We reviewed the medical records and roentgenograms of 1020 patients who
had been managed for adolescent idiopathic scoliosis, between January 1954
and December 1979, with a Milwaukee brace; we wished to determine whether
use of the brace had effectively altered the natural history of the
disease. The findings were considered with respect to a previous study of
727 children who had had comparable curves and had not initially been
managed with the brace but had been followed for progression of the curve,
during the same time-span as that in the current study. Of those 727
patients, 558 (77 percent) had no progression of the curve. The average age
of the 1020 patients at the time that treatment with the brace was begun
was thirteen and one-half years (range, ten to seventeen years). None of
the patients had received any other treatment, and all had been managed
only by the physicians participating in this study.
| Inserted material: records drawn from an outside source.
use actix_web::{error::ResponseError, http::StatusCode, HttpResponse};
use serde::Serialize;
use thiserror::Error;

pub type Result<T> = std::result::Result<T, AppError>;

#[derive(Debug, Error)]
pub enum AppError {
    #[error("Database error: {0}")]
    Database(#[from] neo4rs::Error),

    #[error("Row decoding error: {0}")]
    Decode(#[from] neo4rs::DeError),

    #[error("Validation error: {0}")]
    Validation(String),

    #[error("Authentication error: {0}")]
    Authentication(String),

    #[error("Token has expired")]
    TokenExpired,

    #[error("Forbidden: {0}")]
    Forbidden(String),

    #[error("Not found: {0}")]
    NotFound(String),

    #[error("Bad request: {0}")]
    BadRequest(String),

    #[error("Identity provider error: {0}")]
    IdentityProvider(String),

    #[error("Internal server error: {0}")]
    Internal(String),
}

impl AppError {
    pub fn not_found(what: impl Into<String>) -> Self {
        AppError::NotFound(what.into())
    }

    pub fn bad_request(msg: impl Into<String>) -> Self {
        AppError::BadRequest(msg.into())
    }

    pub fn forbidden(msg: impl Into<String>) -> Self {
        AppError::Forbidden(msg.into())
    }
}

#[derive(Serialize)]
struct ErrorResponse {
    error: String,
    message: String,
    #[serde(skip_serializing_if = "Option::is_none")]
    details: Option<String>,
}

impl ResponseError for AppError {
    fn status_code(&self) -> StatusCode {
        match self {
            AppError::Database(_) => StatusCode::INTERNAL_SERVER_ERROR,
            AppError::Decode(_) => StatusCode::INTERNAL_SERVER_ERROR,
            AppError::Validation(_) => StatusCode::BAD_REQUEST,
            AppError::Authentication(_) => StatusCode::UNAUTHORIZED,
            AppError::TokenExpired => StatusCode::UNAUTHORIZED,
            AppError::Forbidden(_) => StatusCode::FORBIDDEN,
            AppError::NotFound(_) => StatusCode::NOT_FOUND,
            AppError::BadRequest(_) => StatusCode::BAD_REQUEST,
            AppError::IdentityProvider(_) => StatusCode::INTERNAL_SERVER_ERROR,
            AppError::Internal(_) => StatusCode::INTERNAL_SERVER_ERROR,
        }
    }

    fn error_response(&self) -> HttpResponse {
        let status_code = self.status_code();
        let error_type = match self {
            AppError::Database(_) => "DATABASE_ERROR",
            AppError::Decode(_) => "DATABASE_ERROR",
            AppError::Validation(_) => "VALIDATION_ERROR",
            AppError::Authentication(_) => "AUTHENTICATION_ERROR",
            AppError::TokenExpired => "TOKEN_EXPIRED",
            AppError::Forbidden(_) => "FORBIDDEN",
            AppError::NotFound(_) => "NOT_FOUND",
            AppError::BadRequest(_) => "BAD_REQUEST",
            AppError::IdentityProvider(_) => "IDENTITY_PROVIDER_ERROR",
            AppError::Internal(_) => "INTERNAL_ERROR",
        };

        // Driver errors are reported under details, never in the message
        let (message, details) = match self {
            AppError::Database(e) => ("Database error".to_string(), Some(e.to_string())),
            AppError::Decode(e) => ("Database error".to_string(), Some(e.to_string())),
            other => (other.to_string(), None),
        };

        let mut builder = HttpResponse::build(status_code);
        if status_code == StatusCode::UNAUTHORIZED {
            builder.insert_header(("WWW-Authenticate", "Bearer"));
        }

        builder.json(ErrorResponse {
            error: error_type.to_string(),
            message,
            details,
        })
    }
}

impl From<validator::ValidationErrors> for AppError {
    fn from(errors: validator::ValidationErrors) -> Self {
        AppError::Validation(errors.to_string())
    }
}

impl From<jsonwebtoken::errors::Error> for AppError {
    fn from(error: jsonwebtoken::errors::Error) -> Self {
        use jsonwebtoken::errors::ErrorKind;
        match error.kind() {
            ErrorKind::ExpiredSignature => AppError::TokenExpired,
            ErrorKind::InvalidAudience | ErrorKind::InvalidIssuer => {
                AppError::Authentication(format!("Invalid claims: {}", error))
            }
            _ => AppError::Authentication(format!("Invalid token: {}", error)),
        }
    }
}

impl From<reqwest::Error> for AppError {
    fn from(error: reqwest::Error) -> Self {
        AppError::IdentityProvider(error.to_string())
    }
}

#[cfg(test)]
mod tests {
    use super::*;

    #[test]
    fn test_status_mapping() {
        assert_eq!(
            AppError::Validation("x".into()).status_code(),
            StatusCode::BAD_REQUEST
        );
        assert_eq!(
            AppError::bad_request("already following").status_code(),
            StatusCode::BAD_REQUEST
        );
        assert_eq!(AppError::TokenExpired.status_code(), StatusCode::UNAUTHORIZED);
        assert_eq!(
            AppError::forbidden("not yours").status_code(),
            StatusCode::FORBIDDEN
        );
        assert_eq!(
            AppError::not_found("post").status_code(),
            StatusCode::NOT_FOUND
        );
        assert_eq!(
            AppError::Internal("boom".into()).status_code(),
            StatusCode::INTERNAL_SERVER_ERROR
        );
    }

    #[test]
    fn test_identity_provider_failure_is_server_error() {
        let err = AppError::IdentityProvider("JWKS endpoint returned 503".into());
        assert_eq!(err.status_code(), StatusCode::INTERNAL_SERVER_ERROR);
        assert_eq!(err.error_response().status(), StatusCode::INTERNAL_SERVER_ERROR);
    }

    #[test]
    fn test_expired_jwt_maps_to_token_expired() {
        let err = jsonwebtoken::errors::Error::from(
            jsonwebtoken::errors::ErrorKind::ExpiredSignature,
        );
        assert!(matches!(AppError::from(err), AppError::TokenExpired));
    }

    #[test]
    fn test_unauthorized_response_carries_challenge() {
        let resp = AppError::Authentication("missing".into()).error_response();
        assert_eq!(resp.status(), StatusCode::UNAUTHORIZED);
        assert_eq!(
            resp.headers().get("WWW-Authenticate").map(|v| v.as_bytes()),
            Some(&b"Bearer"[..])
        );
    }
}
In both the current and
the earlier series, the outcome was considered a failure if the curve had
increased 5 degrees or more; in the patients in the current study, who were
managed with the brace, the outcome was also considered a failure if
operative intervention had been needed. Of the 1020 patients in the current
series, 229 (22 percent) had operative intervention; this rate was higher
in the patients who had a curve of more than 30 degrees at the time of
bracing and in those who had a Risser sign of 0 or 1. The 791 remaining
patients, who were managed with the brace only, had a mild improvement of 1
to 4 degrees at the time that use of the brace was discontinued (the
difference being within the margin of error of measurement). With respect
to curves of between 20 and 39 degrees, the rate of failure was lower in
the current series of patients who had been managed with the brace than in
the earlier series of patients who had not been thus managed but had been
followed for progression. Progression of the curve was found to be related
to the pattern and magnitude of the curve; the age of the patient at the
time of presentation; the Risser sign; and, in girls, the menarchal status.
We recommend that immature adolescents who have a curve of more than 25
degrees and a Risser sign of 0 be managed with a brace immediately, rather
than after progression has been documented.